Par acte en date du 15 février 2019, maître [I] ès qualité a fait assigner maître [U] et maître [C] devant le juge des référés du tribunal de grande instance de GRASSE afin d'obtenir la condamnation de maître [U] à verser la somme de 1 030 850 € 34 en restitution des sommes perçues au titre d'honoraires de mandataire ad hoc et à communiquer sous astreinte différents documents comptables.
Suivant ordonnance en date du 12 juillet 2019, le juge des référés a condamné maître [U] à verser à maître [I] ès qualité la somme de 1 030 850 € 34, à lui remettre l'historique du compte de la caisse des dépôts et des consignations et l'historique du compte Société Générale ouverts dans le cadre du mandat spécial, et à lui payer la somme de 2 000 € en application de l'article 700 du code de procédure civile.
Maître [U] a interjeté appel de cette décision par déclaration enregistrée au greffe le 31 juillet 2019.
Maître [V] est intervenu volontairement à la cause en lieu et place de maître [C] par conclusions déposées le 2 décembre 2019.
L'instruction de l'affaire a été clôturée par ordonnance présidentielle en date du 10 février 2020 et l'affaire a été renvoyée à l'audience du 9 mars 2020. A cette audience, elle a été renvoyée à la demande de toutes les parties à l'audience du 26 octobre 2020 en raison d'un mouvement de grève du barreau.
A l'appui de son appel, par conclusions déposées au greffe le 2 janvier 2020, maître [U] soulève la nullité de l'ordonnance pour violation des droits de la défense, le premier juge ayant tronqué l'exposé des moyens et n'y ayant répondu dans les motifs que partiellement.
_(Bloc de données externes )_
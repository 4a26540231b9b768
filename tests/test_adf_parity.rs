use std::sync::Arc;

use beagle::{
    error::Result,
    evolution::{Evaluator, EvolverBuilder},
    fitness::Fitness,
    gp::{
        primitives::{AdfInvoker, And, Argument, Nand, Nor, Or, Variable},
        Context, Individual, Node, Primitive, PrimitiveSet, PrimitiveSuperSet, Tree, Value,
        ValueType,
    },
    register::ParameterValue,
};

const INPUTS: [&str; 3] = ["D0", "D1", "D2"];

fn gates(set: PrimitiveSet) -> PrimitiveSet {
    set.with(Arc::new(And))
        .and_then(|set| set.with(Arc::new(Or)))
        .and_then(|set| set.with(Arc::new(Nand)))
        .and_then(|set| set.with(Arc::new(Nor)))
        .unwrap()
}

fn primitives() -> PrimitiveSuperSet {
    let mut main = gates(PrimitiveSet::new().with_root_type(ValueType::Bool));
    for input in INPUTS {
        main.insert(Arc::new(Variable::typed(input, ValueType::Bool)))
            .unwrap();
    }
    main.insert(Arc::new(AdfInvoker::new(1).with_return_type(ValueType::Bool)))
        .unwrap();

    let mut adf = gates(PrimitiveSet::new().with_root_type(ValueType::Bool));
    for index in 0..2 {
        adf.insert(Arc::new(Argument::typed(index, ValueType::Bool)))
            .unwrap();
    }
    PrimitiveSuperSet::new().with_set(main).with_set(adf)
}

/// Odd-3-parity: true when an odd number of inputs are set.
struct OddParity;

impl Evaluator for OddParity {
    fn evaluate(&self, individual: &Individual, context: &Context) -> Result<Fitness> {
        let mut hits = 0;
        for case in 0..8u32 {
            let mut interpreter = individual.interpreter(context);
            for (bit, input) in INPUTS.iter().enumerate() {
                interpreter.set_variable(input, Value::Bool(case & (1 << bit) != 0));
            }
            if interpreter.run()?.as_bool()? == (case.count_ones() % 2 == 1) {
                hits += 1;
            }
        }
        Ok(Fitness::with_hits(hits as f64 / 8.0, hits))
    }
}

fn node(primitive: impl Primitive + 'static) -> Node {
    Node::new(Arc::new(primitive))
}

fn invoker() -> Node {
    let primitive = AdfInvoker::new(1)
        .with_return_type(ValueType::Bool)
        .instantiate(None, 2)
        .unwrap()
        .unwrap();
    Node::new(primitive)
}

/// `ADF1(ADF1(D0, D1), D2)` with `ADF1` computing equality of its arguments.
fn solution() -> Individual {
    let main = Tree::from_nodes(
        vec![
            invoker(),
            invoker(),
            node(Variable::typed("D0", ValueType::Bool)),
            node(Variable::typed("D1", ValueType::Bool)),
            node(Variable::typed("D2", ValueType::Bool)),
        ],
        0,
        0,
    )
    .unwrap();
    let equal = Tree::from_nodes(
        vec![
            node(Or),
            node(Nor),
            node(Argument::typed(0, ValueType::Bool)),
            node(Argument::typed(1, ValueType::Bool)),
            node(And),
            node(Argument::typed(0, ValueType::Bool)),
            node(Argument::typed(1, ValueType::Bool)),
        ],
        1,
        2,
    )
    .unwrap();
    Individual::with_trees(vec![main, equal])
}

#[test]
fn test_hand_written_adf_solution_scores_every_case() {
    let mut context = Context::with_seed(primitives(), 1);
    let individual = solution();
    assert!(individual.validate(&mut context));

    let fitness = OddParity.evaluate(&individual, &context).unwrap();
    assert_eq!(fitness.hits(), 8);
    assert_eq!(fitness.value(), Some(1.0));
}

#[test]
fn test_invoker_arity_must_match_the_called_tree() {
    let mut context = Context::with_seed(primitives(), 1);
    let mut individual = solution();
    individual.trees[1].set_number_arguments(3);
    assert!(!individual.validate(&mut context));
}

#[test]
fn test_evolved_individuals_keep_their_adf_structure() {
    let mut evolver = EvolverBuilder::new()
        .with_primitives(primitives())
        .with_evaluator(OddParity)
        .with_seed(7)
        .with_main_loop(&[
            "SelectTournamentOp",
            "GP-CrossoverConstrainedOp",
            "GP-MutationStandardOp",
            "GP-MutationSwapOp",
            "EvaluationOp",
            "StatsCalcOp",
            "TerminationOp",
        ])
        .with_arguments([
            "-OBec.pop.size=30,ec.term.maxgen=3",
            "-OBgp.init.mintree=2,gp.init.maxtree=2",
            "-OBgp.tree.minargs=2,gp.tree.maxargs=2,gp.term.maxhits=8",
        ])
        .build()
        .unwrap();
    let result = evolver.evolve().unwrap();
    assert!(result.best.fitness.hits() <= 8);

    let individuals: Vec<Individual> = evolver.vivarium().individuals().cloned().collect();
    assert_eq!(individuals.len(), 30);
    let context = evolver.context_mut();
    for individual in &individuals {
        assert_eq!(individual.tree_arguments(), vec![0, 2]);
        assert!(individual.validate(context), "invalid individual {}", individual);
        assert!(individual.fitness.is_valid());
    }
}

#[test]
fn test_default_pipelines_with_varying_adf_arity() {
    for seed in 1..=5 {
        let mut evolver = EvolverBuilder::new()
            .with_primitives(primitives())
            .with_evaluator(OddParity)
            .with_seed(seed)
            .with_arguments([
                "-OBec.pop.size=60,ec.term.maxgen=10",
                "-OBgp.init.mintree=2,gp.init.maxtree=2",
                "-OBgp.tree.minargs=1,gp.tree.maxargs=2",
            ])
            .build()
            .unwrap();
        let result = evolver.evolve();
        assert!(result.is_ok(), "seed {}: {:?}", seed, result.err());

        let individuals: Vec<Individual> = evolver.vivarium().individuals().cloned().collect();
        let context = evolver.context_mut();
        for individual in &individuals {
            assert!(individual.validate(context), "invalid individual {}", individual);
        }
    }
}
use std::path::{Path, PathBuf};

use tracing::{debug, info, trace, warn};

use crate::breeding::{Operator, Stats};
use crate::error::{BeagleError, OptionExt, Result};
use crate::evolution::deme::Vivarium;
use crate::gp::context::{Context, ExecutionLimits};
use crate::gp::individual::Individual;
use crate::gp::persistence::Milestone;
use crate::register::{ParameterValue, Register};

pub const DEMES: &str = "ec.demes";
pub const MAX_GENERATIONS: &str = "ec.term.maxgen";
pub const MIGRATION_SIZE: &str = "ec.mig.size";
pub const HALL_OF_FAME_SIZE: &str = "ec.hof.vivasize";
pub const RANDOM_SEED: &str = "ec.rand.seed";
pub const MILESTONE_PREFIX: &str = "ms.write.prefix";
pub const MILESTONE_INTERVAL: &str = "ms.write.interval";
pub const RESTART_FILE: &str = "ms.restart.file";

/// Run-level parameters read by the evolver.
#[derive(Debug, Clone, PartialEq)]
pub struct EvolverSettings {
    pub demes: usize,
    pub max_generations: usize,
    pub migration_size: usize,
    pub hall_of_fame_size: usize,
    /// 0 keeps the generator the context was built with.
    pub seed: u64,
    /// Empty disables milestones.
    pub milestone_prefix: String,
    /// Generations between milestones; 0 writes only the final one.
    pub milestone_interval: usize,
    /// Empty starts a fresh run.
    pub restart_file: String,
}

impl Default for EvolverSettings {
    fn default() -> Self {
        Self {
            demes: 1,
            max_generations: 50,
            migration_size: 0,
            hall_of_fame_size: 1,
            seed: 0,
            milestone_prefix: String::new(),
            milestone_interval: 0,
            restart_file: String::new(),
        }
    }
}

impl EvolverSettings {
    pub fn declare(register: &mut Register) {
        let defaults = Self::default();
        register.declare(
            DEMES,
            ParameterValue::Int(defaults.demes as i64),
            "number of demes",
        );
        register.declare(
            MAX_GENERATIONS,
            ParameterValue::Int(defaults.max_generations as i64),
            "generation at which the evolution stops",
        );
        register.declare(
            MIGRATION_SIZE,
            ParameterValue::Int(defaults.migration_size as i64),
            "individuals migrating between neighbouring demes each generation",
        );
        register.declare(
            HALL_OF_FAME_SIZE,
            ParameterValue::Int(defaults.hall_of_fame_size as i64),
            "size of the population-wide hall of fame",
        );
        register.declare(
            RANDOM_SEED,
            ParameterValue::Int(0),
            "seed of the random generator (0 = keep the current one)",
        );
        register.declare(
            MILESTONE_PREFIX,
            ParameterValue::Text(String::new()),
            "prefix of milestone files (empty = no milestone)",
        );
        register.declare(
            MILESTONE_INTERVAL,
            ParameterValue::Int(0),
            "generations between milestones (0 = final milestone only)",
        );
        register.declare(
            RESTART_FILE,
            ParameterValue::Text(String::new()),
            "milestone to restart the evolution from",
        );
    }

    pub fn from_register(register: &Register) -> Result<Self> {
        let seed = register.int(RANDOM_SEED)?;
        if seed < 0 {
            return Err(BeagleError::Parameter(format!(
                "parameter `{}` must not be negative, found {}",
                RANDOM_SEED, seed
            )));
        }
        Ok(Self {
            demes: register.uint(DEMES)?,
            max_generations: register.uint(MAX_GENERATIONS)?,
            migration_size: register.uint(MIGRATION_SIZE)?,
            hall_of_fame_size: register.uint(HALL_OF_FAME_SIZE)?,
            seed: seed as u64,
            milestone_prefix: register.text(MILESTONE_PREFIX)?,
            milestone_interval: register.uint(MILESTONE_INTERVAL)?,
            restart_file: register.text(RESTART_FILE)?,
        })
    }
}

/// Outcome of a completed evolution.
#[derive(Debug, Clone)]
pub struct EvolutionResult {
    /// Best individual of the final demes and the hall of fame.
    pub best: Individual,
    /// Last generation run.
    pub generation: usize,
    /// Statistics over every deme at the last generation.
    pub stats: Stats,
    pub hall_of_fame: Vec<Individual>,
}

/// Drives the bootstrap and main-loop pipelines over every deme.
///
/// A run goes through `initialize` (parameter declaration), `bootstrap`
/// (initial population or milestone restart) and repeated `step`s until the
/// generation limit is hit or an operator requests termination. After each
/// generation the hall of fame is updated, unreferenced modules are released
/// and a milestone may be written.
#[derive(Debug)]
pub struct Evolver {
    context: Context,
    bootstrap: Vec<Box<dyn Operator>>,
    main_loop: Vec<Box<dyn Operator>>,
    vivarium: Vivarium,
    settings: EvolverSettings,
    initialized: bool,
}

impl Evolver {
    pub fn new(
        context: Context,
        bootstrap: Vec<Box<dyn Operator>>,
        main_loop: Vec<Box<dyn Operator>>,
    ) -> Self {
        Self {
            context,
            bootstrap,
            main_loop,
            vivarium: Vivarium::default(),
            settings: EvolverSettings::default(),
            initialized: false,
        }
    }

    pub fn context(&self) -> &Context {
        &self.context
    }

    pub fn context_mut(&mut self) -> &mut Context {
        &mut self.context
    }

    pub fn vivarium(&self) -> &Vivarium {
        &self.vivarium
    }

    pub fn settings(&self) -> &EvolverSettings {
        &self.settings
    }

    pub fn generation(&self) -> usize {
        self.context.generation()
    }

    /// Declares every parameter and lets the operators read theirs.
    pub fn initialize(&mut self) -> Result<()> {
        let register = &mut self.context.register;
        EvolverSettings::declare(register);
        ExecutionLimits::declare(register);
        for operator in self.bootstrap.iter_mut().chain(self.main_loop.iter_mut()) {
            trace!(operator = operator.name(), "initializing operator");
            operator.initialize(register)?;
        }
        for name in register.unused_overrides() {
            warn!(parameter = name, "override matches no declared parameter");
        }

        let settings = EvolverSettings::from_register(register)?;
        if settings.demes == 0 {
            return Err(BeagleError::Configuration(
                "an evolution needs at least one deme".to_string(),
            ));
        }
        let limits = ExecutionLimits::from_register(register)?;
        self.context.set_limits(limits);
        if settings.seed != 0 {
            self.context.rng.reseed(settings.seed);
        }
        self.vivarium = Vivarium::new(settings.demes, settings.hall_of_fame_size);
        debug!(?settings, ?limits, "evolver initialized");
        self.settings = settings;
        self.initialized = true;
        Ok(())
    }

    /// Builds generation 0, either from the bootstrap pipeline or from the
    /// restart milestone.
    pub fn bootstrap(&mut self) -> Result<()> {
        self.context.clear_termination();
        if !self.settings.restart_file.is_empty() {
            let path = PathBuf::from(&self.settings.restart_file);
            return self.restart(&path);
        }
        self.context.set_generation(0);
        for (index, deme) in self.vivarium.demes.iter_mut().enumerate() {
            self.context.set_deme_index(index);
            for operator in self.bootstrap.iter_mut() {
                trace!(operator = operator.name(), deme = index, "bootstrap");
                operator.operate(deme, &mut self.context)?;
            }
        }
        self.end_generation()
    }

    /// Restores demes, hall of fame, modules and generation from a milestone.
    pub fn restart(&mut self, path: &Path) -> Result<()> {
        let milestone = Milestone::read(path)?;
        let primitives = self.context.shared_primitives();
        let demes = milestone.restore_demes(&primitives)?;
        if demes.is_empty() {
            return Err(BeagleError::Format(format!(
                "milestone {} holds no deme",
                path.display()
            )));
        }
        if demes.len() != self.settings.demes {
            warn!(
                expected = self.settings.demes,
                found = demes.len(),
                "milestone deme count differs from configuration"
            );
        }
        self.vivarium.demes = demes;
        self.vivarium
            .hall_of_fame
            .restore(milestone.restore_hall_of_fame(&primitives)?);
        self.context.set_modules(milestone.restore_modules(&primitives)?);
        self.context.set_generation(milestone.generation);
        info!(
            path = %path.display(),
            generation = milestone.generation,
            "evolution restarted from milestone"
        );
        Ok(())
    }

    /// Runs one generation of the main loop on every deme.
    pub fn step(&mut self) -> Result<()> {
        let generation = self.context.generation() + 1;
        self.context.set_generation(generation);
        for (index, deme) in self.vivarium.demes.iter_mut().enumerate() {
            self.context.set_deme_index(index);
            for operator in self.main_loop.iter_mut() {
                trace!(operator = operator.name(), deme = index, generation, "main loop");
                operator.operate(deme, &mut self.context)?;
            }
        }
        let migrants = self.vivarium.migrate_ring(self.settings.migration_size);
        if migrants > 0 {
            debug!(generation, migrants, "ring migration");
        }
        self.end_generation()
    }

    fn end_generation(&mut self) -> Result<()> {
        let generation = self.context.generation();
        let entered = self.vivarium.update_hall_of_fame();
        let Self {
            context, vivarium, ..
        } = self;
        let released = context
            .modules_mut()
            .cleanup(vivarium.individuals().chain(vivarium.hall_of_fame.members()));

        let stats = self.vivarium.stats(generation);
        info!(
            generation,
            best = stats.best,
            mean = stats.mean,
            best_hits = stats.best_hits,
            mean_size = stats.mean_size,
            hall_of_fame_entries = entered,
            modules = self.context.modules().occupied(),
            released_modules = released,
            "generation done"
        );

        let interval = self.settings.milestone_interval;
        if interval > 0 && generation % interval == 0 {
            self.write_milestone()?;
        }
        Ok(())
    }

    pub fn is_finished(&self) -> bool {
        self.context.is_termination_requested()
            || self.context.generation() >= self.settings.max_generations
    }

    /// Path of the milestone file, if milestones are enabled.
    pub fn milestone_path(&self) -> Option<PathBuf> {
        let prefix = &self.settings.milestone_prefix;
        (!prefix.is_empty()).then(|| PathBuf::from(format!("{}.milestone.json", prefix)))
    }

    pub fn write_milestone(&self) -> Result<()> {
        let Some(path) = self.milestone_path() else {
            return Ok(());
        };
        Milestone::capture(
            self.context.generation(),
            &self.vivarium.demes,
            self.vivarium.hall_of_fame.members(),
            self.context.modules(),
        )
        .write(&path)
    }

    /// Runs a complete evolution and reports its best individual.
    ///
    /// # Errors
    ///
    /// Configuration, parameter, persistence and non-budget execution errors
    /// raised by any operator abort the run.
    pub fn evolve(&mut self) -> Result<EvolutionResult> {
        if !self.initialized {
            self.initialize()?;
        }
        self.bootstrap()?;
        while !self.is_finished() {
            self.step()?;
        }
        if self.context.is_termination_requested() {
            info!(generation = self.generation(), "evolution terminated early");
        }
        self.write_milestone()?;

        let best = self
            .vivarium
            .best()
            .cloned()
            .ok_or_else_beagle(|| BeagleError::EmptyPopulation)?;
        Ok(EvolutionResult {
            best,
            generation: self.generation(),
            stats: self.vivarium.stats(self.generation()),
            hall_of_fame: self.vivarium.hall_of_fame.members().to_vec(),
        })
    }
}

#[cfg(test)]
mod tests {
    use super::*;

    #[test]
    fn test_declared_defaults_match_settings_defaults() {
        let mut register = Register::new();
        EvolverSettings::declare(&mut register);
        let settings = EvolverSettings::from_register(&register).unwrap();
        assert_eq!(settings, EvolverSettings::default());
        assert_eq!(settings.migration_size, 0);
        assert_eq!(settings.max_generations, 50);
        assert_eq!(register.uint(MIGRATION_SIZE).unwrap(), 0);
    }

    #[test]
    fn test_negative_seed_is_rejected() {
        let mut register = Register::new();
        register.set(RANDOM_SEED, ParameterValue::Int(-3));
        EvolverSettings::declare(&mut register);
        assert!(matches!(
            EvolverSettings::from_register(&register),
            Err(BeagleError::Parameter(_))
        ));
    }
}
Il demande à la cour d'évoquer le fond après annulation en application de l'article 562 du code de procédure civile.
Maître [U] soulève ensuite l'incompétence matérielle du tribunal de grande instance au profit du tribunal de commerce de CANNES en application de la clause de compétence stipulée dans le protocole d'accord, ou si l'on considère que l'action se fonde sur les dispositions de l'article L 663-2 du code de commerce en ce que ce tribunal est le juge de la procédure collective.
Il demande à la cour de déclarer fondée son exception d'incompétence, mais là encore d'évoquer le fond de l'affaire en vertu de l'article 90 du code de procédure civile.
Maître [U] soutient que l'action en paiement est prescrite en application de l'article 2224 du code civil dès lors que le principe de la rémunération était connu dès l'autorisation par le juge commissaire puis l'homologation par le tribunal du protocole d'accord, soit dès avril 2010 et qu'en outre, notamment, la question de la rémunération du mandataire spécial a été soulevée par le parquet général dès le mois de juin 2013.
Il soulève en outre la fin de non recevoir tirée de l'autorité de la chose jugée attachée au protocole d'accord homologué, observation étant faite que l'arrêt de la cour d'appel de PARIS statuant sur la décision de la commission de discipline n'a, elle, autorité qu'en ce qui concerne la procédure disciplinaire.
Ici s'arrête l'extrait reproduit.